Therefore for the issue of a building permit the matter rests on the question whether the ground which Mr. Savvides has excavated is jointly owned or for the common use, or private property belonging to him.
If it is private property we can issue the building permit with the signature of Mr. Savvides only. If it is jointly owned property then the application has to be signed by all the owners.
There is no precedent in this case and the opinions of lawyers are conflicting.
The Lands office (Mr. Gavalas) mentioned also to me that he does not recollect any similar previous case but in his opinion the natural surface of the building site should be considered as jointly-owned.
Mr. Saveriades supports the view that once the case does not concern space which was being used by any other co-owner and once no one has been deprived of anything and their rights and ownership have not been diminished then such space cannot be considered as jointly-owned property".
The second report reads as follows:
"In continuation of my letter dated 19.5.87 and after a visit of Mr. Savvides and his advocate at the Mayor's office they produced three more written consents of co-owners which raise the votes of those consenting to 1640. Also three other co-owners representing 260 votes are absent abroad. Therefore it appears from the above that out of 2280 votes 2020 belong to owners who are present in Cyprus and out of those Mr. Savvides has secured 1640 which represent 81.18% of those present or 71.93% of all the co-owners.
Please instruct."
Nothing appears in the said two reports to the effect that the Senior Technical Assistant was recommending the issue of the permit but on the contrary from what emanates therefrom they were reports about the enquiries made by him, which at least should have placed the respondent on its guard to inquire further both on the legal and factual aspect of the case.
The voting power of each co-owner of the block of flats in question appears in a list marked as Annex "Π" to the written address of counsel for applicants according to which there are 2280 votes distributed amongst the owners according to the type and size of their tenements. Out of such votes 260 belonged to persons who at all material times to the present cases were absent from Cyprus.
Having gone at such length to narrate the facts, which for all intends and purposes of this recourse I have deemed necessary, I shall embark on the merits of the case.

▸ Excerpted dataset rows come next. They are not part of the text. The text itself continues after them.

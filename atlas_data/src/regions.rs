use std::{
    env, fs, io,
    path::{Path, PathBuf},
    sync::Arc,
};

use geojson::{GeoJson, Value};
use thiserror::Error;

use crate::feature::{RegionFeature, RegionProperties};
use crate::geometry::{Bounds, RegionGeometry};

/// Small embedded slice of the regional dataset, enough to drive the
/// tour without the full published GeoJSON next to the binary.
pub const BUILTIN_REGIONS: &str = include_str!("data/regions.geojson");

/// The static feature collection the whole presentation runs over.
#[derive(Debug, Clone)]
pub struct RegionCollection {
    features: Vec<RegionFeature>,
    bounds: Bounds,
}

impl RegionCollection {
    pub fn builtin() -> Arc<Self> {
        Arc::new(
            RegionCollection::from_geojson_str(BUILTIN_REGIONS)
                .expect("builtin regions dataset should parse"),
        )
    }

    pub fn from_geojson_str(raw: &str) -> Result<Self, RegionDataError> {
        let geojson: GeoJson = raw.parse()?;
        let collection = match geojson {
            GeoJson::FeatureCollection(collection) => collection,
            _ => return Err(RegionDataError::NotAFeatureCollection),
        };

        let mut features = Vec::with_capacity(collection.features.len());
        for (index, feature) in collection.features.into_iter().enumerate() {
            let properties = feature
                .properties
                .ok_or(RegionDataError::MissingProperties { index })?;
            let properties: RegionProperties =
                serde_json::from_value(serde_json::Value::Object(properties))
                    .map_err(|source| RegionDataError::Properties { index, source })?;
            let geometry = feature
                .geometry
                .ok_or_else(|| RegionDataError::MissingGeometry {
                    name: properties.nom_complet.clone(),
                })?;
            let rings = exterior_rings(&geometry.value);
            let geometry = RegionGeometry::from_rings(rings).ok_or_else(|| {
                RegionDataError::UnsupportedGeometry {
                    name: properties.nom_complet.clone(),
                }
            })?;
            features.push(RegionFeature::new(properties, geometry));
        }

        if features.is_empty() {
            return Err(RegionDataError::Empty);
        }

        let mut bounds = features[0].bounds();
        for feature in &features[1..] {
            bounds.union(&feature.bounds());
        }

        Ok(Self { features, bounds })
    }

    pub fn from_file(path: &Path) -> Result<Self, RegionDataError> {
        let contents = fs::read_to_string(path).map_err(|source| RegionDataError::Read {
            path: path.to_path_buf(),
            source,
        })?;
        RegionCollection::from_geojson_str(&contents)
    }

    pub fn features(&self) -> &[RegionFeature] {
        &self.features
    }

    pub fn len(&self) -> usize {
        self.features.len()
    }

    pub fn is_empty(&self) -> bool {
        self.features.is_empty()
    }

    /// Union of all feature bounds; the view is fit to this after load.
    pub fn bounds(&self) -> Bounds {
        self.bounds
    }
}

fn exterior_rings(value: &Value) -> Vec<Vec<(f64, f64)>> {
    fn ring_points(ring: &[Vec<f64>]) -> Vec<(f64, f64)> {
        ring.iter()
            .filter(|position| position.len() >= 2)
            .map(|position| (position[0], position[1]))
            .collect()
    }

    match value {
        Value::Polygon(rings) => rings.first().map(|ring| ring_points(ring)).into_iter().collect(),
        Value::MultiPolygon(polygons) => polygons
            .iter()
            .filter_map(|rings| rings.first().map(|ring| ring_points(ring)))
            .collect(),
        _ => Vec::new(),
    }
}

#[derive(Debug, Error)]
pub enum RegionDataError {
    #[error("failed to parse regions GeoJSON: {0}")]
    Parse(#[from] geojson::Error),
    #[error("failed to read regions from {path:?}: {source}")]
    Read {
        path: PathBuf,
        #[source]
        source: io::Error,
    },
    #[error("regions input is not a GeoJSON FeatureCollection")]
    NotAFeatureCollection,
    #[error("feature #{index} carries no properties")]
    MissingProperties { index: usize },
    #[error("feature #{index} has an invalid property bag: {source}")]
    Properties {
        index: usize,
        #[source]
        source: serde_json::Error,
    },
    #[error("feature {name:?} carries no geometry")]
    MissingGeometry { name: String },
    #[error("feature {name:?} has no polygonal geometry")]
    UnsupportedGeometry { name: String },
    #[error("regions dataset contains no features")]
    Empty,
}

#[derive(Debug, Clone)]
pub struct RegionsMetadata {
    path: Option<PathBuf>,
}

impl RegionsMetadata {
    pub fn new(path: Option<PathBuf>) -> Self {
        Self { path }
    }

    pub fn path(&self) -> Option<&Path> {
        self.path.as_deref()
    }
}

pub fn load_regions_from_env() -> (Arc<RegionCollection>, RegionsMetadata) {
    let override_path = env::var("ATLAS_REGIONS_PATH").ok().map(PathBuf::from);

    if let Some(path) = override_path {
        match RegionCollection::from_file(&path) {
            Ok(regions) => {
                tracing::info!(
                    target: "energy_atlas::data",
                    path = %path.display(),
                    features = regions.len(),
                    "regions.loaded=file"
                );
                return (Arc::new(regions), RegionsMetadata::new(Some(path)));
            }
            Err(err) => {
                tracing::warn!(
                    target: "energy_atlas::data",
                    path = %path.display(),
                    error = %err,
                    "regions.load_failed"
                );
            }
        }
    }

    let regions = RegionCollection::builtin();
    tracing::info!(
        target: "energy_atlas::data",
        features = regions.len(),
        "regions.loaded=builtin"
    );
    (regions, RegionsMetadata::new(None))
}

From the arguments advanced by counsel for the applicants, the respondent authority and the interested party the following issues pose for consideration:
(1) Whether the building site on which the block of flats stands belongs jointly to all the owners of flats and whether the ground under the surface of the ground floor shop of the interested party was in the circumstances his private property on which he could carry out the excavations in question and remove the soil.
(2) Whether under the law a permit such as the one issued by the Respondent could be legally issued on the application of the interested party alone or whether the consent of all the co-owners was necessary.
(3) Whether under the provisions of the general agreement the consent of the majority of the owners can defeat the provision of the law and, if so, what is the majority required for such purpose.
(4) Whether in the circumstances the respondent carried out a due inquiry in the light of conflicting legal opinions and the other material before it.
(5) Whether the sub judice decision duly reasoned.
I shall proceed to consider the first question.
The rights and liabilities of owners of flats of a block of flats erected on a building site are regulated by the Immovable Property (Tenure, Registration and Valuation) Law, Cap. 224, as amended by Laws 3/60 - 86/85, which under s. 6 provides as follows:
"6.(1) When a building consists of more than one storey, each storey or part of storey which can properly and conveniently be held and enjoyed as a separate and self-contained tenement, may be owned, held and enjoyed separately as private property.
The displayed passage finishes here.